I bleed mine by myself too. I usually just get a foot or two of tube and but one end on the bleeder and submerge the other end in a jar a quarter of the way full of brake fluid. I’ll just do 10 pumps and then check the master cylinder. Works well for me🤷🏻‍♀️
I might try to find a bleeder valve for the one caliper that's long enough to fit a hose on and try this
 
I bleed mine by myself too. I usually just get a foot or two of tube and but one end on the bleeder and submerge the other end in a jar a quarter of the way full of brake fluid. I’ll just do 10 pumps and then check the master cylinder. Works well for me🤷🏻‍♀️
Ditto. Stupid easy and simple.
 
On a previous vehicle, I used a snow scraper (so, a stick) wedged against the front of seat to hold the pedal down after a few pumps, then go out & crack the bleeder, close & repeat. Have always had a helper around so I don’t own anything to do it alone, and it has worked perfectly fine for me when necessary.
 
This


plus something like this


and a connecting hose then you'll have a pressure bleeder that works great.
 
Been gravity bleeding for years without issue. Just keep the master full.
You just leave a valve cracked open, keep reservoir full and close it up when it's dripping steady, then on to the next one? No pumping pedal inbetween?
 
You just leave a valve cracked open, keep reservoir full and close it up when it's dripping steady, then on to the next one? No pumping pedal inbetween?
I have 2 full sets of calipers. I swap calipers at all 4 corners in the spring before each wheeling season or long road trip vacation with my wife. The used calipers get rebuilt when I have time.
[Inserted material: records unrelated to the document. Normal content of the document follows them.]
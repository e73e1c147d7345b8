use closepair::engine::error::EngineError;
use std::path::PathBuf;
use thiserror::Error;

pub type Result<T> = std::result::Result<T, CliError>;

#[derive(Debug, Error)]
pub enum CliError {
    #[error(transparent)]
    Engine(#[from] EngineError),

    #[error("Configuration error: {0}")]
    Config(String),

    #[error("Failed to parse file '{path}': {source}", path = path.display())]
    FileParsing {
        path: PathBuf,
        #[source]
        source: anyhow::Error,
    },

    #[error("I/O error: {0}")]
    Io(#[from] std::io::Error),

    #[error(transparent)]
    Other(#[from] anyhow::Error),
}
#[derive(Debug, Error, PartialEq)]
pub enum PointSetError {
    #[error("Position {position:?} has a non-finite coordinate")]
    NonFinitePosition { position: [f64; 3] },
    #[error("Radius {0} is not a finite, non-negative number")]
    InvalidRadius(f64),
    #[error("Object {0} not found in the point set")]
    ObjectNotFound(ObjectId),
    #[error("Index {index} is out of bounds for a point set of {len} objects")]
    IndexOutOfBounds { index: usize, len: usize },
    #[error("Rigid body {0:?} not found in the point set")]
    RigidBodyNotFound(RigidBodyId),
    #[error("Rigid frame contains non-finite values")]
    NonFiniteFrame,
}

/// An ordered collection of objects with positions and interaction radii.
///
/// The set is owned by the caller and borrowed by the proximity engine for
/// the duration of each update. Storage order defines the object indices used
/// in pair lists; identity is carried by the stable [`ObjectId`].
///
/// Every operation that changes membership or radii bumps the structure
/// version, which controllers use to detect that their cached list must be
/// rebuilt from scratch. Moving objects does not.
///
/// Each set (including every clone) also carries a process-unique instance
/// key so that a controller notices when it is handed a different set.
#[derive(Debug)]
pub struct PointSet {
    /// Objects in index order.
    objects: Vec<TrackedObject>,
    /// Lookup map from stable id to current storage index.
    index_map: HashMap<ObjectId, usize>,
    /// Rigid bodies carrying some of the objects.
    rigid_bodies: SlotMap<RigidBodyId, RigidBody>,
    /// Next id to hand out; ids are never reused.
    next_id: u64,
    /// Incremented on every structural change.
    structure_version: u64,
    instance_key: u64,
}

impl Default for PointSet {
    fn default() -> Self {
        Self::new()
    }
}

impl Clone for PointSet {
    fn clone(&self) -> Self {
        Self {
            objects: self.objects.clone(),
            index_map: self.index_map.clone(),
            rigid_bodies: self.rigid_bodies.clone(),
            next_id: self.next_id,
            structure_version: self.structure_version,
            instance_key: next_instance_key(),
        }
    }
}

impl PointSet {
    /// Creates a new, empty point set.
    pub fn new() -> Self {
        Self {
            objects: Vec::new(),
            index_map: HashMap::new(),
            rigid_bodies: SlotMap::with_key(),
            next_id: 0,
            structure_version: 0,
            instance_key: next_instance_key(),
        }
    }

    /// Adds a free object and returns its id.
    ///
    /// # Errors
    ///
    /// Returns an error if the position is not finite or the radius is
    /// negative, NaN or infinite.
    pub fn add(&mut self, position: Point3<f64>, radius: f64) -> Result<ObjectId, PointSetError> {
        validate_position(&position)?;
        validate_radius(radius)?;
        Ok(self.push_object(position, radius, None))
    }

    /// Adds a rigid body with the given frame and no members.
    pub fn add_rigid_body(&mut self, frame: Isometry3<f64>) -> Result<RigidBodyId, PointSetError> {
        validate_frame(&frame)?;
        self.structure_version += 1;
        Ok(self.rigid_bodies.insert(RigidBody::new(frame)))
    }

    /// Adds an object carried by `body`, placed at `local_position` in the body frame.
    ///
    /// # Errors
    ///
    /// Returns an error if the body does not exist or the inputs are not finite.
    pub fn add_rigid_member(
        &mut self,
        body: RigidBodyId,
        local_position: Point3<f64>,
        radius: f64,
    ) -> Result<ObjectId, PointSetError> {
        validate_position(&local_position)?;
        validate_radius(radius)?;
        let frame = self
            .rigid_bodies
            .get(body)
            .ok_or(PointSetError::RigidBodyNotFound(body))?
            .frame;

        let world = frame * local_position;
        let id = self.push_object(
            world,
            radius,
            Some(RigidMembership {
                body,
                local_position,
            }),
        );

        if let Some(rigid_body) = self.rigid_bodies.get_mut(body) {
            rigid_body.members.push(id);
            rigid_body.extent = rigid_body.extent.max(local_position.coords.norm());
        }
        Ok(id)
    }

    /// Removes an object, shifting the indices of every later object down by one.
    pub fn remove(&mut self, id: ObjectId) -> Result<TrackedObject, PointSetError> {
        let index = self
            .index_of(id)
            .ok_or(PointSetError::ObjectNotFound(id))?;
        let removed = self.objects.remove(index);
        self.index_map.remove(&id);
        for (offset, object) in self.objects[index..].iter().enumerate() {
            self.index_map.insert(object.id, index + offset);
        }

        if let Some(membership) = removed.membership {
            if let Some(body) = self.rigid_bodies.get_mut(membership.body) {
                body.members.retain(|&member| member != id);
            }
            self.recompute_extent(membership.body);
        }

        self.structure_version += 1;
        Ok(removed)
    }

    pub fn len(&self) -> usize {
        self.objects.len()
    }

    pub fn is_empty(&self) -> bool {
        self.objects.is_empty()
    }

    /// Returns the object stored at `index`.
    pub fn get(&self, index: usize) -> Option<&TrackedObject> {
        self.objects.get(index)
    }

    /// Returns the object with the given id.
    pub fn object(&self, id: ObjectId) -> Option<&TrackedObject> {
        self.index_of(id).map(|index| &self.objects[index])
    }

    /// Returns the current storage index of the object with the given id.
    pub fn index_of(&self, id: ObjectId) -> Option<usize> {
        self.index_map.get(&id).copied()
    }

    pub fn objects(&self) -> &[TrackedObject] {
        &self.objects
    }

    pub fn iter(&self) -> impl Iterator<Item = &TrackedObject> {
        self.objects.iter()
    }

    pub fn rigid_body(&self, id: RigidBodyId) -> Option<&RigidBody> {
        self.rigid_bodies.get(id)
    }

    pub fn rigid_bodies(&self) -> impl Iterator<Item = (RigidBodyId, &RigidBody)> {
        self.rigid_bodies.iter()
    }

    /// Version counter bumped on every add, remove or radius change.
    pub fn structure_version(&self) -> u64 {
        self.structure_version
    }

    /// Process-unique key of this set instance; clones receive a fresh key.
    pub fn instance_key(&self) -> u64 {
        self.instance_key
    }

    /// Returns a sphere view of every object, in index order.
    pub fn spheres(&self) -> Vec<Sphere> {
        self.objects.iter().map(TrackedObject::sphere).collect()
    }

    /// Moves the object at `index` to a new world position.
    ///
    /// For a rigid member the member-local coordinates are updated so that the
    /// new world position is consistent with the unchanged body frame.
    pub fn set_position(&mut self, index: usize, position: Point3<f64>) -> Result<(), PointSetError> {
        validate_position(&position)?;
        let len = self.objects.len();
        let object = self
            .objects
            .get_mut(index)
            .ok_or(PointSetError::IndexOutOfBounds { index, len })?;
        object.position = position;

        if let Some(membership) = object.membership.as_mut() {
            let body = self
                .rigid_bodies
                .get_mut(membership.body)
                .ok_or(PointSetError::RigidBodyNotFound(membership.body))?;
            membership.local_position = body.frame.inverse_transform_point(&position);
            body.extent = body.extent.max(membership.local_position.coords.norm());
        }
        Ok(())
    }

    /// Displaces the object at `index` by `delta`.
    pub fn translate(&mut self, index: usize, delta: &Vector3<f64>) -> Result<(), PointSetError> {
        let len = self.objects.len();
        let current = self
            .objects
            .get(index)
            .ok_or(PointSetError::IndexOutOfBounds { index, len })?
            .position;
        self.set_position(index, current + delta)
    }

    /// Changes the interaction radius of the object at `index`.
    ///
    /// Radii decide band membership, so this counts as a structural change.
    pub fn set_radius(&mut self, index: usize, radius: f64) -> Result<(), PointSetError> {
        validate_radius(radius)?;
        let len = self.objects.len();
        let object = self
            .objects
            .get_mut(index)
            .ok_or(PointSetError::IndexOutOfBounds { index, len })?;
        object.radius = radius;
        self.structure_version += 1;
        Ok(())
    }

    /// Replaces the frame of a rigid body and moves all of its members with it.
    pub fn set_rigid_body_frame(
        &mut self,
        id: RigidBodyId,
        frame: Isometry3<f64>,
    ) -> Result<(), PointSetError> {
        validate_frame(&frame)?;
        let body = self
            .rigid_bodies
            .get_mut(id)
            .ok_or(PointSetError::RigidBodyNotFound(id))?;
        body.frame = frame;

        for member in &body.members {
            let Some(&index) = self.index_map.get(member) else {
                continue;
            };
            let object = &mut self.objects[index];
            if let Some(membership) = object.membership {
                object.position = frame * membership.local_position;
            }
        }
        Ok(())
    }

    fn push_object(
        &mut self,
        position: Point3<f64>,
        radius: f64,
        membership: Option<RigidMembership>,
    ) -> ObjectId {
        let id = ObjectId(self.next_id);
        self.next_id += 1;
        self.index_map.insert(id, self.objects.len());
        self.objects.push(TrackedObject {
            id,
            position,
            radius,
            membership,
        });
        self.structure_version += 1;
        id
    }

    fn recompute_extent(&mut self, id: RigidBodyId) {
        let Some(body) = self.rigid_bodies.get(id) else {
            return;
        };
        let extent = body
            .members
            .iter()
            .filter_map(|member| self.index_map.get(member))
            .filter_map(|&index| self.objects[index].membership)
            .map(|membership| membership.local_position.coords.norm())
            .fold(0.0, f64::max);
        if let Some(body) = self.rigid_bodies.get_mut(id) {
            body.extent = extent;
        }
    }
}
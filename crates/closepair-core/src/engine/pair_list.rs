/// An index pair. Self-join lists store `(i, j)` with `i < j`; bipartite
/// lists store `(index in A, index in B)`.
pub type IndexPair = (usize, usize);

/// A sorted, duplicate-free list of index pairs.
#[derive(Debug, Clone, Default, PartialEq, Eq)]
pub struct PairList {
    pairs: Vec<IndexPair>,
}

impl PairList {
    pub fn new() -> Self {
        Self::default()
    }

    /// Sorts and deduplicates `pairs` into a list. Orientation is kept as given.
    pub fn from_unsorted(mut pairs: Vec<IndexPair>) -> Self {
        pairs.sort_unstable();
        pairs.dedup();
        Self { pairs }
    }

    pub fn len(&self) -> usize {
        self.pairs.len()
    }

    pub fn is_empty(&self) -> bool {
        self.pairs.is_empty()
    }

    pub fn iter(&self) -> std::slice::Iter<'_, IndexPair> {
        self.pairs.iter()
    }

    pub fn as_slice(&self) -> &[IndexPair] {
        &self.pairs
    }

    pub fn contains(&self, pair: &IndexPair) -> bool {
        self.pairs.binary_search(pair).is_ok()
    }

    pub fn into_vec(self) -> Vec<IndexPair> {
        self.pairs
    }
}

impl<'a> IntoIterator for &'a PairList {
    type Item = &'a IndexPair;
    type IntoIter = std::slice::Iter<'a, IndexPair>;

    fn into_iter(self) -> Self::IntoIter {
        self.pairs.iter()
    }
}

/// Orders a self-join pair so that the smaller index comes first.
#[inline]
pub fn canonical(i: usize, j: usize) -> IndexPair {
    if i < j { (i, j) } else { (j, i) }
}
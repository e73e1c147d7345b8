use closepair::core::models::ids::RigidBodyId;
use closepair::core::models::point_set::{PointSet, PointSetError};
use nalgebra::{Isometry3, Point3, Translation3, UnitQuaternion, Vector3};
use rand::rngs::StdRng;
use rand::{Rng, SeedableRng};
use tracing::debug;

/// Shape of the simulated system.
#[derive(Debug, Clone, PartialEq)]
pub struct SystemConfig {
    /// Free objects, not counting rigid-body members.
    pub objects: usize,
    /// Edge length of the cubic box objects are confined to.
    pub box_size: f64,
    pub min_radius: f64,
    pub max_radius: f64,
    pub rigid_bodies: usize,
    pub members_per_body: usize,
    /// Members are placed within this distance of their body's origin.
    pub body_radius: f64,
}

impl Default for SystemConfig {
    fn default() -> Self {
        Self {
            objects: 1000,
            box_size: 40.0,
            min_radius: 0.5,
            max_radius: 1.5,
            rigid_bodies: 0,
            members_per_body: 8,
            body_radius: 3.0,
        }
    }
}

#[derive(Debug, Clone, PartialEq)]
pub struct SimulationConfig {
    pub steps: usize,
    /// Largest displacement of a single step.
    pub step_size: f64,
    /// Probability that a given free object moves in a given step.
    pub moving_fraction: f64,
    pub seed: u64,
}

impl Default for SimulationConfig {
    fn default() -> Self {
        Self {
            steps: 200,
            step_size: 0.3,
            moving_fraction: 1.0,
            seed: 42,
        }
    }
}

/// Fills a box with randomly placed free objects and rigid bodies.
pub fn build_system(
    system: &SystemConfig,
    seed: u64,
) -> Result<(PointSet, Vec<RigidBodyId>), PointSetError> {
    let mut rng = StdRng::seed_from_u64(seed);
    let mut points = PointSet::new();

    for _ in 0..system.objects {
        let position = random_point_in_box(&mut rng, system.box_size);
        let radius = random_radius(&mut rng, system);
        points.add(position, radius)?;
    }

    let mut bodies = Vec::with_capacity(system.rigid_bodies);
    for _ in 0..system.rigid_bodies {
        let origin = random_point_in_box(&mut rng, system.box_size);
        let rotation = random_rotation(&mut rng, std::f64::consts::PI);
        let frame = Isometry3::from_parts(Translation3::from(origin.coords), rotation);
        let body = points.add_rigid_body(frame)?;
        for _ in 0..system.members_per_body {
            let reach = system.body_radius * rng.r#gen::<f64>().cbrt();
            let local = Point3::from(random_unit_vector(&mut rng) * reach);
            let radius = random_radius(&mut rng, system);
            points.add_rigid_member(body, local, radius)?;
        }
        bodies.push(body);
    }

    debug!(
        objects = points.len(),
        rigid_bodies = bodies.len(),
        "Built simulated system."
    );
    Ok((points, bodies))
}

/// A reproducible random walk confined to a box.
///
/// The motion of step `k` depends only on the seed and `k`, so replaying the
/// same steps on copies of the same system yields identical trajectories.
#[derive(Debug, Clone)]
pub struct RandomWalk {
    step_size: f64,
    moving_fraction: f64,
    seed: u64,
    box_size: f64,
    body_radius: f64,
    bodies: Vec<RigidBodyId>,
}

impl RandomWalk {
    pub fn new(
        simulation: &SimulationConfig,
        system: &SystemConfig,
        bodies: Vec<RigidBodyId>,
    ) -> Self {
        Self {
            step_size: simulation.step_size,
            moving_fraction: simulation.moving_fraction,
            seed: simulation.seed,
            box_size: system.box_size,
            body_radius: system.body_radius,
            bodies,
        }
    }

    pub fn bodies(&self) -> &[RigidBodyId] {
        &self.bodies
    }

    pub fn advance(&self, points: &mut PointSet, step: usize) -> Result<(), PointSetError> {
        let mut rng = StdRng::seed_from_u64(self.step_seed(step));

        for index in 0..points.len() {
            let Some(object) = points.get(index) else {
                continue;
            };
            if object.membership.is_some() || !rng.gen_bool(self.moving_fraction) {
                continue;
            }
            let delta = random_unit_vector(&mut rng) * self.step_size * rng.r#gen::<f64>();
            let target = reflect_into_box(object.position + delta, self.box_size);
            points.set_position(index, target)?;
        }

        let max_angle = if self.body_radius > 0.0 {
            self.step_size / self.body_radius
        } else {
            0.0
        };
        for &id in &self.bodies {
            let Some(body) = points.rigid_body(id) else {
                continue;
            };
            let shift = random_unit_vector(&mut rng) * self.step_size * rng.r#gen::<f64>();
            let origin = reflect_into_box(
                Point3::from(body.frame.translation.vector) + shift,
                self.box_size,
            );
            let rotation = random_rotation(&mut rng, max_angle) * body.frame.rotation;
            let frame = Isometry3::from_parts(Translation3::from(origin.coords), rotation);
            points.set_rigid_body_frame(id, frame)?;
        }
        Ok(())
    }

    fn step_seed(&self, step: usize) -> u64 {
        self.seed ^ (step as u64 + 1).wrapping_mul(0x9E37_79B9_7F4A_7C15)
    }
}

fn random_point_in_box(rng: &mut StdRng, size: f64) -> Point3<f64> {
    Point3::new(
        rng.gen_range(0.0..size),
        rng.gen_range(0.0..size),
        rng.gen_range(0.0..size),
    )
}

fn random_radius(rng: &mut StdRng, system: &SystemConfig) -> f64 {
    if system.max_radius > system.min_radius {
        rng.gen_range(system.min_radius..system.max_radius)
    } else {
        system.min_radius
    }
}

fn random_unit_vector(rng: &mut StdRng) -> Vector3<f64> {
    loop {
        let v = Vector3::new(
            rng.gen_range(-1.0..1.0),
            rng.gen_range(-1.0..1.0),
            rng.gen_range(-1.0..1.0),
        );
        let norm_squared: f64 = v.norm_squared();
        if norm_squared > 1e-4 && norm_squared <= 1.0 {
            return v / norm_squared.sqrt();
        }
    }
}

fn random_rotation(rng: &mut StdRng, max_angle: f64) -> UnitQuaternion<f64> {
    let angle = max_angle * rng.r#gen::<f64>();
    UnitQuaternion::from_scaled_axis(random_unit_vector(rng) * angle)
}

fn reflect_into_box(point: Point3<f64>, size: f64) -> Point3<f64> {
    point.map(|x| {
        let x = x.abs();
        let x = if x > size { 2.0 * size - x } else { x };
        x.clamp(0.0, size)
    })
}

#[cfg(test)]
mod tests {
    use super::*;

    fn small_system() -> SystemConfig {
        SystemConfig {
            objects: 50,
            box_size: 10.0,
            rigid_bodies: 2,
            members_per_body: 4,
            ..SystemConfig::default()
        }
    }

    #[test]
    fn build_system_counts_free_objects_and_members() {
        let (points, bodies) = build_system(&small_system(), 1).unwrap();
        assert_eq!(points.len(), 58);
        assert_eq!(bodies.len(), 2);
        for &body in &bodies {
            assert_eq!(points.rigid_body(body).unwrap().members.len(), 4);
        }
    }

    #[test]
    fn build_system_is_reproducible_for_a_seed() {
        let (a, _) = build_system(&small_system(), 7).unwrap();
        let (b, _) = build_system(&small_system(), 7).unwrap();
        let positions = |p: &PointSet| p.iter().map(|o| o.position).collect::<Vec<_>>();
        assert_eq!(positions(&a), positions(&b));
    }

    #[test]
    fn advance_replays_identically_on_copies() {
        let system = small_system();
        let (mut a, bodies) = build_system(&system, 3).unwrap();
        let mut b = a.clone();
        let walk = RandomWalk::new(&SimulationConfig::default(), &system, bodies);

        for step in 0..5 {
            walk.advance(&mut a, step).unwrap();
            walk.advance(&mut b, step).unwrap();
        }
        let positions = |p: &PointSet| p.iter().map(|o| o.position).collect::<Vec<_>>();
        assert_eq!(positions(&a), positions(&b));
    }

    #[test]
    fn advance_keeps_free_objects_in_the_box_and_bounds_each_step() {
        let system = SystemConfig {
            rigid_bodies: 0,
            ..small_system()
        };
        let simulation = SimulationConfig {
            step_size: 2.0,
            ..SimulationConfig::default()
        };
        let (mut points, bodies) = build_system(&system, 4).unwrap();
        let walk = RandomWalk::new(&simulation, &system, bodies);

        for step in 0..20 {
            let before: Vec<_> = points.iter().map(|o| o.position).collect();
            walk.advance(&mut points, step).unwrap();
            for (object, old) in points.iter().zip(&before) {
                assert!((object.position - old).norm() <= 2.0 + 1e-12);
                assert!(object.position.iter().all(|&x| (0.0..=10.0).contains(&x)));
            }
        }
    }

    #[test]
    fn zero_moving_fraction_leaves_free_objects_still() {
        let system = SystemConfig {
            rigid_bodies: 0,
            ..small_system()
        };
        let simulation = SimulationConfig {
            moving_fraction: 0.0,
            ..SimulationConfig::default()
        };
        let (mut points, bodies) = build_system(&system, 5).unwrap();
        let before: Vec<_> = points.iter().map(|o| o.position).collect();
        RandomWalk::new(&simulation, &system, bodies)
            .advance(&mut points, 0)
            .unwrap();
        let after: Vec<_> = points.iter().map(|o| o.position).collect();
        assert_eq!(before, after);
    }

    #[test]
    fn reflect_into_box_mirrors_at_both_walls() {
        let p = reflect_into_box(Point3::new(-0.5, 10.5, 3.0), 10.0);
        assert!((p - Point3::new(0.5, 9.5, 3.0)).norm() < 1e-12);
    }
}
HINT: put a coating of grease on the bleeder threads to avoid air getting past.
I always start at the caliper furthest away from the master. Rear passenger side. I use a Snapple bottle or similar with a length of clear tubing and crack the bleeder on that caliper. If you have a bit of fluid in the bottom of the bottle you will see air bubbles. After bleeding all 4 calipers, I step on the pedal a few times. This will seat the pistons to the pads and the pads to the rotors. Start again and open the bleed screw 1/4 turn and manually pump the brake pedal with your hand, making sure not to go beyond the operating throw of the pedal. A piece of 1x2 (ferring strip) works well.

Repeat for each caliper and the LSPV. Remember to frequently check the level in the master reservoir and keep it from getting too low.

After this is done, I go for a quick drive and find a gravel parking lot or dirt path and activate the ABS 5 or 6 times to cycle the old fluid out of the ABS actuator and back into the system. I will bleed the front left again to be sure all the old fluid is out. Brake fluid should be water clear.

I use all OEM 80 Series brake parts and I can lock up 35s on dry pavement.
 
Power bleeder FTW. I made my own using a rubber PVC pipe cap (from home depots plumbing department), a hose clamp, drilled a hole in the middle of the cap and pulled a valve stem into it.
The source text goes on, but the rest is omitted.